(SUPPLIED DATA)
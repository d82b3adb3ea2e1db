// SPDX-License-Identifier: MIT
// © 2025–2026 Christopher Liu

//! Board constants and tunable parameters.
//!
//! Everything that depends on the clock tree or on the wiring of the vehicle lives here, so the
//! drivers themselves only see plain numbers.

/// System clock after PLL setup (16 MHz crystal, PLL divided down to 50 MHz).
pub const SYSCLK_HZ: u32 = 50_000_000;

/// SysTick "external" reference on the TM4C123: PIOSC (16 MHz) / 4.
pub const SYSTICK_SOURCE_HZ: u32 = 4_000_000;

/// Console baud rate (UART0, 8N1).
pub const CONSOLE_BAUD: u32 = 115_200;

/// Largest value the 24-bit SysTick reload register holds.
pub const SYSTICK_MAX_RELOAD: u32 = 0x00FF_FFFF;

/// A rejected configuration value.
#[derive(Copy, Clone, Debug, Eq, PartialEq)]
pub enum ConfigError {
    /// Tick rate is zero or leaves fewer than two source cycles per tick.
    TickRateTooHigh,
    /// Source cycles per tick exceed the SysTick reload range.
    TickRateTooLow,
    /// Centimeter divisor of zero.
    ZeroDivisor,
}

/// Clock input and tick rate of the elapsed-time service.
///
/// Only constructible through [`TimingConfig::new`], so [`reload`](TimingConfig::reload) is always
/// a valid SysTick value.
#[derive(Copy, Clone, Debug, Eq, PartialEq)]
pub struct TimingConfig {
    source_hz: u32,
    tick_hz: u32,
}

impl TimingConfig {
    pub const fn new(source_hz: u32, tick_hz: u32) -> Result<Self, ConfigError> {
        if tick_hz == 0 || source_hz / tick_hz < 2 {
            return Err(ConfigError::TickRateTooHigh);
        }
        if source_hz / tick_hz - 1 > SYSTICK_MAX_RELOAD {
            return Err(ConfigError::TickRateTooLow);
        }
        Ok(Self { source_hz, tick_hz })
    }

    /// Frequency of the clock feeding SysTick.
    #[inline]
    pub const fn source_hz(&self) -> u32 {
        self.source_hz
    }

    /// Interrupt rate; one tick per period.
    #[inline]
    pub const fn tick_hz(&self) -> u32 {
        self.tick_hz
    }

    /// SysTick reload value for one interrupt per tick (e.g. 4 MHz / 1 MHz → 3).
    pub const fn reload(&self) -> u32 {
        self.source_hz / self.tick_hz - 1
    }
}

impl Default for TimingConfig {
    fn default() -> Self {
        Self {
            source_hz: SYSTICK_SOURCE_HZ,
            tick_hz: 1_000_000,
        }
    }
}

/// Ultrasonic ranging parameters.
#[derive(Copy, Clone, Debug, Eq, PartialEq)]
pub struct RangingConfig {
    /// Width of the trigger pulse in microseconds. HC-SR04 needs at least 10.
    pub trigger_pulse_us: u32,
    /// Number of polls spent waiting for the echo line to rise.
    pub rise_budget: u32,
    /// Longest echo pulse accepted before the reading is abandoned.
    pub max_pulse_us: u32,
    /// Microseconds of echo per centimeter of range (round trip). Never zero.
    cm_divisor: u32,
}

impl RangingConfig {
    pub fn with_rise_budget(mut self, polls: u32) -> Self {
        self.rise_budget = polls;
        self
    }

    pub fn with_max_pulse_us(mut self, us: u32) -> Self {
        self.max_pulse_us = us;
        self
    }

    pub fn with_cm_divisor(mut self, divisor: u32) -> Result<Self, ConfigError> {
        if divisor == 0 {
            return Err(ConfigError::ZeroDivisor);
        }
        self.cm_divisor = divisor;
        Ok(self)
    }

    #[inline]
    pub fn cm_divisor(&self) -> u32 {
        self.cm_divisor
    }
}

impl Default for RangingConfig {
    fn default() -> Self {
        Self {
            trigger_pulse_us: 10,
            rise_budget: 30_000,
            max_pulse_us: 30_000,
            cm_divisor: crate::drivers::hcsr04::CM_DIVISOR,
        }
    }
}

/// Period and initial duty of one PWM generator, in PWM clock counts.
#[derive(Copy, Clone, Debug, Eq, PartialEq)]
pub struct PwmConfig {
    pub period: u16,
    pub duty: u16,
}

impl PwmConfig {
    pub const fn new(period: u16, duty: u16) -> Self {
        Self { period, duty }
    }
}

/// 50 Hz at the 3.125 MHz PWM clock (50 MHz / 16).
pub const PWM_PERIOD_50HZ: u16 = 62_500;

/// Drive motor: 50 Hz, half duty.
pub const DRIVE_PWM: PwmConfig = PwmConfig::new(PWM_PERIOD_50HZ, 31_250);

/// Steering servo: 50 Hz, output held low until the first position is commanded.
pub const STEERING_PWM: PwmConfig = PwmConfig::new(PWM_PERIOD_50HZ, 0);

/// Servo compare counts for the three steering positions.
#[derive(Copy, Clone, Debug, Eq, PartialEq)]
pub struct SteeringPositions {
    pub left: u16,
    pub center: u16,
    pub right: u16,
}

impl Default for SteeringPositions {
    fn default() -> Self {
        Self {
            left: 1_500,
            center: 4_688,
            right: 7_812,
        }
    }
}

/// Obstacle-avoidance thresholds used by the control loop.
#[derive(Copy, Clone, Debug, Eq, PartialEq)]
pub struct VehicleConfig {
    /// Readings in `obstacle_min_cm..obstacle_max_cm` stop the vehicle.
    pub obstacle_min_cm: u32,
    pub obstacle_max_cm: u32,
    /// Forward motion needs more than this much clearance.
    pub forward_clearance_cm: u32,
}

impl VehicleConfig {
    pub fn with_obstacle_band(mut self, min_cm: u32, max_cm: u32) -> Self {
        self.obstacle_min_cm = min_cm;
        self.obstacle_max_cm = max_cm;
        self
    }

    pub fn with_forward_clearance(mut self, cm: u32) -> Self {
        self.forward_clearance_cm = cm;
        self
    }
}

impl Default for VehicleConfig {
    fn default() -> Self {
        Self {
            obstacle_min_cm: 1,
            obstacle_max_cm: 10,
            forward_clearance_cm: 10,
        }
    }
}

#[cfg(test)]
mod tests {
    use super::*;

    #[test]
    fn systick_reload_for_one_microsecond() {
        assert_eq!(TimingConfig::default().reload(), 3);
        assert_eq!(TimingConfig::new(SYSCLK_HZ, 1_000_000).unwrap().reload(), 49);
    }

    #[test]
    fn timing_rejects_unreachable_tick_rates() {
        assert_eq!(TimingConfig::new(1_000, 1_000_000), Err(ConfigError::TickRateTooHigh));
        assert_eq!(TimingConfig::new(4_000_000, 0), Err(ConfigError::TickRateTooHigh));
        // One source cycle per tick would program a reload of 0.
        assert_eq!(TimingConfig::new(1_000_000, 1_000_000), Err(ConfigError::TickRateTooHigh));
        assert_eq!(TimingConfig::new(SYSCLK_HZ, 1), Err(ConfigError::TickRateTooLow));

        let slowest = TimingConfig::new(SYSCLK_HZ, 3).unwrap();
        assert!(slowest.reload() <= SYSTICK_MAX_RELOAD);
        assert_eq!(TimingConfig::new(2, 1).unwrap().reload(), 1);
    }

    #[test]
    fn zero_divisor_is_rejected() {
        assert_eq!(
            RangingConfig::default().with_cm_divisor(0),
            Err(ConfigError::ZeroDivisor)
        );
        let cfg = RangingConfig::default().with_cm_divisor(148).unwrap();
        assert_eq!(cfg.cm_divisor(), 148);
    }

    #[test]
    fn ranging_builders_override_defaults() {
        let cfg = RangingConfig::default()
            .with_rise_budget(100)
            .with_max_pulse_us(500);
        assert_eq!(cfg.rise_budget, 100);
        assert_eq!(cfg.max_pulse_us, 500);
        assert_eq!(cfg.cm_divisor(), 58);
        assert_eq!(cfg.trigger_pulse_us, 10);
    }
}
(End SUPPLIED DATA)
(SUPPLIED DATA)
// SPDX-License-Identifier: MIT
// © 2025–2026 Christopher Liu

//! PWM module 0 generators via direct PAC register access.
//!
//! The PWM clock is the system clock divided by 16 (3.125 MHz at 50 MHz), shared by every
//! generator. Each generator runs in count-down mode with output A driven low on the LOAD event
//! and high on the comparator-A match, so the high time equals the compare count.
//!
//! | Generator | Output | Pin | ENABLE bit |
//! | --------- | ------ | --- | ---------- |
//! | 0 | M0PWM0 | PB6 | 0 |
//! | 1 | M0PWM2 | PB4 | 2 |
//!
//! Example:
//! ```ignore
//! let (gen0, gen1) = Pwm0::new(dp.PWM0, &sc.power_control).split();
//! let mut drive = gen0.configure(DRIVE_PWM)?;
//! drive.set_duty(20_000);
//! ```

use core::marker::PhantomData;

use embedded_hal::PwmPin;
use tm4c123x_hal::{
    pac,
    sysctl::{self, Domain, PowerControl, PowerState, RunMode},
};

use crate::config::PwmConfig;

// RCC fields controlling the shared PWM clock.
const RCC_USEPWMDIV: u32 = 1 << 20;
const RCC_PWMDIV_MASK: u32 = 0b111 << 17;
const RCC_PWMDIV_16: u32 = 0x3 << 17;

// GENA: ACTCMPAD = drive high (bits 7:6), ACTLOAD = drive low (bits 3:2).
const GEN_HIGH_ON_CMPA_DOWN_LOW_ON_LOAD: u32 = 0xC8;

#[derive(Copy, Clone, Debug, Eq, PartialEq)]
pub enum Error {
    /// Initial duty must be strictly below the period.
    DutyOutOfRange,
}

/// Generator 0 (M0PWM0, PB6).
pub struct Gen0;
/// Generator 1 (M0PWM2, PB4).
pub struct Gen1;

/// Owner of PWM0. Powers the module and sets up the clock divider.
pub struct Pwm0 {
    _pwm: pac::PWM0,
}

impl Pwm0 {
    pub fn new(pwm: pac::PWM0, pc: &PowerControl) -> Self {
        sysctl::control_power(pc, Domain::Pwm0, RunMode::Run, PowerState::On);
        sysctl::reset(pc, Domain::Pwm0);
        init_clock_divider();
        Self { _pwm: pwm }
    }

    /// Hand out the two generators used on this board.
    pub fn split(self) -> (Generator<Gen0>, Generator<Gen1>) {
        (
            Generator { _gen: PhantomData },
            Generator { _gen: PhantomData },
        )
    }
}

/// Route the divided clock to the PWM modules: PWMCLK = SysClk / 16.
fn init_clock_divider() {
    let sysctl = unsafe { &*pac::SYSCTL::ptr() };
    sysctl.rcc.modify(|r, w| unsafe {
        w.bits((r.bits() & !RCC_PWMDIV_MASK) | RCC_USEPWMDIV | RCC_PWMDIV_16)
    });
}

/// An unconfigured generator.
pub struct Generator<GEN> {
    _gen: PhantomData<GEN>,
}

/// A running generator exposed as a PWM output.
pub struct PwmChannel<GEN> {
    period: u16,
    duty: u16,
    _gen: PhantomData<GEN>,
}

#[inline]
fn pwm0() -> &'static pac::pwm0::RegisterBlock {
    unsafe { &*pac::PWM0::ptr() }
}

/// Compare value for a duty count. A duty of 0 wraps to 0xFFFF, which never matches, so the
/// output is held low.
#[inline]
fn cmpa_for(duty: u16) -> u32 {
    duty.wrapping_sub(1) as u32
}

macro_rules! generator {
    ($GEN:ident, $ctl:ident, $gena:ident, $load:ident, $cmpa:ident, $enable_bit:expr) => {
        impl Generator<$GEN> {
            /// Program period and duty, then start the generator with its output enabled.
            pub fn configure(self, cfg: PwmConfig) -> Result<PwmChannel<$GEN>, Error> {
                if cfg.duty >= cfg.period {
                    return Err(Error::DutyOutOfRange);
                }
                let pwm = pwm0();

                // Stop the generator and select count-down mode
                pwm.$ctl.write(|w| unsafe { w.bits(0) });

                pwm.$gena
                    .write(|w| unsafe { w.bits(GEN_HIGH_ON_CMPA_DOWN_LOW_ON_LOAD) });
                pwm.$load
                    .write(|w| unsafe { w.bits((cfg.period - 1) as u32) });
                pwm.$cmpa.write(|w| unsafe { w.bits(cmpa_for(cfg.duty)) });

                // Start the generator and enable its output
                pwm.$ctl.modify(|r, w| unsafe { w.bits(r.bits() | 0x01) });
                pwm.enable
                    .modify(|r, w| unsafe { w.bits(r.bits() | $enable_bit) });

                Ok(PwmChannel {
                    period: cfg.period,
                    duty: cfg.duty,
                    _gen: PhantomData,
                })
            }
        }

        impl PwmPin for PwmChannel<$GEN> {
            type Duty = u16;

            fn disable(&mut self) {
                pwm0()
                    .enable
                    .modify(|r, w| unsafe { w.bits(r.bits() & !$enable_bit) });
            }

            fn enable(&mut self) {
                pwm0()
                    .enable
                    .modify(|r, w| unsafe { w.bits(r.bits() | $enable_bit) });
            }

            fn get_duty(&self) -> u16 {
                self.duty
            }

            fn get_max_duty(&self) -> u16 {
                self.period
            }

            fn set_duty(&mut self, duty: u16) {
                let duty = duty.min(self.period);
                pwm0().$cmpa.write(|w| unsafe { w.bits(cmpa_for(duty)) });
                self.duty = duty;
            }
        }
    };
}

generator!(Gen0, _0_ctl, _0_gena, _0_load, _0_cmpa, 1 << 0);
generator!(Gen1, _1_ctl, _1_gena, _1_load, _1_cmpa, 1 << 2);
(End SUPPLIED DATA)
- **TASK ITEM**
The expected output is exactly the lines of the listing above between the line holding "repository d82b3adb3ea2e1db" and the line holding "impl Default for TimingConfig", inclusive.

- **SOLUTION**
repository d82b3adb3ea2e1db
// SPDX-License-Identifier: MIT
// © 2025–2026 Christopher Liu

//! Board constants and tunable parameters.
//!
//! Everything that depends on the clock tree or on the wiring of the vehicle lives here, so the
//! drivers themselves only see plain numbers.

/// System clock after PLL setup (16 MHz crystal, PLL divided down to 50 MHz).
pub const SYSCLK_HZ: u32 = 50_000_000;

/// SysTick "external" reference on the TM4C123: PIOSC (16 MHz) / 4.
pub const SYSTICK_SOURCE_HZ: u32 = 4_000_000;

/// Console baud rate (UART0, 8N1).
pub const CONSOLE_BAUD: u32 = 115_200;

/// Largest value the 24-bit SysTick reload register holds.
pub const SYSTICK_MAX_RELOAD: u32 = 0x00FF_FFFF;

/// A rejected configuration value.
#[derive(Copy, Clone, Debug, Eq, PartialEq)]
pub enum ConfigError {
    /// Tick rate is zero or leaves fewer than two source cycles per tick.
    TickRateTooHigh,
    /// Source cycles per tick exceed the SysTick reload range.
    TickRateTooLow,
    /// Centimeter divisor of zero.
    ZeroDivisor,
}

/// Clock input and tick rate of the elapsed-time service.
///
/// Only constructible through [`TimingConfig::new`], so [`reload`](TimingConfig::reload) is always
/// a valid SysTick value.
#[derive(Copy, Clone, Debug, Eq, PartialEq)]
pub struct TimingConfig {
    source_hz: u32,
    tick_hz: u32,
}

impl TimingConfig {
    pub const fn new(source_hz: u32, tick_hz: u32) -> Result<Self, ConfigError> {
        if tick_hz == 0 || source_hz / tick_hz < 2 {
            return Err(ConfigError::TickRateTooHigh);
        }
        if source_hz / tick_hz - 1 > SYSTICK_MAX_RELOAD {
            return Err(ConfigError::TickRateTooLow);
        }
        Ok(Self { source_hz, tick_hz })
    }

    /// Frequency of the clock feeding SysTick.
    #[inline]
    pub const fn source_hz(&self) -> u32 {
        self.source_hz
    }

    /// Interrupt rate; one tick per period.
    #[inline]
    pub const fn tick_hz(&self) -> u32 {
        self.tick_hz
    }

    /// SysTick reload value for one interrupt per tick (e.g. 4 MHz / 1 MHz → 3).
    pub const fn reload(&self) -> u32 {
        self.source_hz / self.tick_hz - 1
    }
}

impl Default for TimingConfig {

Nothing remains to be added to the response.